▶ _WHAT TO WORK ON_: Among the lines below, how many have the word "LoadError"? The reply is that number alone.

▶ _SUPPLIED MATERIAL_:
-*-*-

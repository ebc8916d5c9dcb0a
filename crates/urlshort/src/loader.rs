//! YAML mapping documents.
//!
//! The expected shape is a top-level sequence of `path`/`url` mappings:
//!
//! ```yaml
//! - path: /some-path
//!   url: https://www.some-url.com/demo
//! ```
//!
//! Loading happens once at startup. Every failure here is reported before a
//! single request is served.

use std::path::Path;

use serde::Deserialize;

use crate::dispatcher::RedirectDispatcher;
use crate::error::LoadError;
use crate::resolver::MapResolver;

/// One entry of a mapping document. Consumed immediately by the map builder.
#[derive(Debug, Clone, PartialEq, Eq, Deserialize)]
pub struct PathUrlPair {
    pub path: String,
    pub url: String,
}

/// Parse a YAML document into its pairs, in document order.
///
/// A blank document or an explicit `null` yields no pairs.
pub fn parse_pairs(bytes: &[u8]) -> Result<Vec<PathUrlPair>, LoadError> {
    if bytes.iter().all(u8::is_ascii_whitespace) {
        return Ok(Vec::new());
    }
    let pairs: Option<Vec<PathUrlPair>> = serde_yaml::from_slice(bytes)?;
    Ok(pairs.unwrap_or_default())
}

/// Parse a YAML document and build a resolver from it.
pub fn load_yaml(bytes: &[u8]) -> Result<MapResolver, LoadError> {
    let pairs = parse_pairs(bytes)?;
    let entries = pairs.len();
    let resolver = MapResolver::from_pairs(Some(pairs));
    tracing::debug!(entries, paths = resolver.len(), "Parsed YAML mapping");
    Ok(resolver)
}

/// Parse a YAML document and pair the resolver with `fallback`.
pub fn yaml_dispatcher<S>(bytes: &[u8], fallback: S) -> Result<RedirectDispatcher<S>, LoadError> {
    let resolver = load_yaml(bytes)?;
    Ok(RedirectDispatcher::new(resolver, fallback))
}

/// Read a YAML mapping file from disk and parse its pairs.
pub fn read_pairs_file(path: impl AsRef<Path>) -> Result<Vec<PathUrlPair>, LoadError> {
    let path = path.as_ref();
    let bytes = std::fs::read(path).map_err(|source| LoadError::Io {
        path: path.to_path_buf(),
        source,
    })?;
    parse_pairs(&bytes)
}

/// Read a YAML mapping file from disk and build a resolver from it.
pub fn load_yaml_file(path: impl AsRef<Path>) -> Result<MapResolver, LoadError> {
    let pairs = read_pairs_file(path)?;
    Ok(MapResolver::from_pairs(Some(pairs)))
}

-*-*-

▶ _TASK RESPONSE_: 7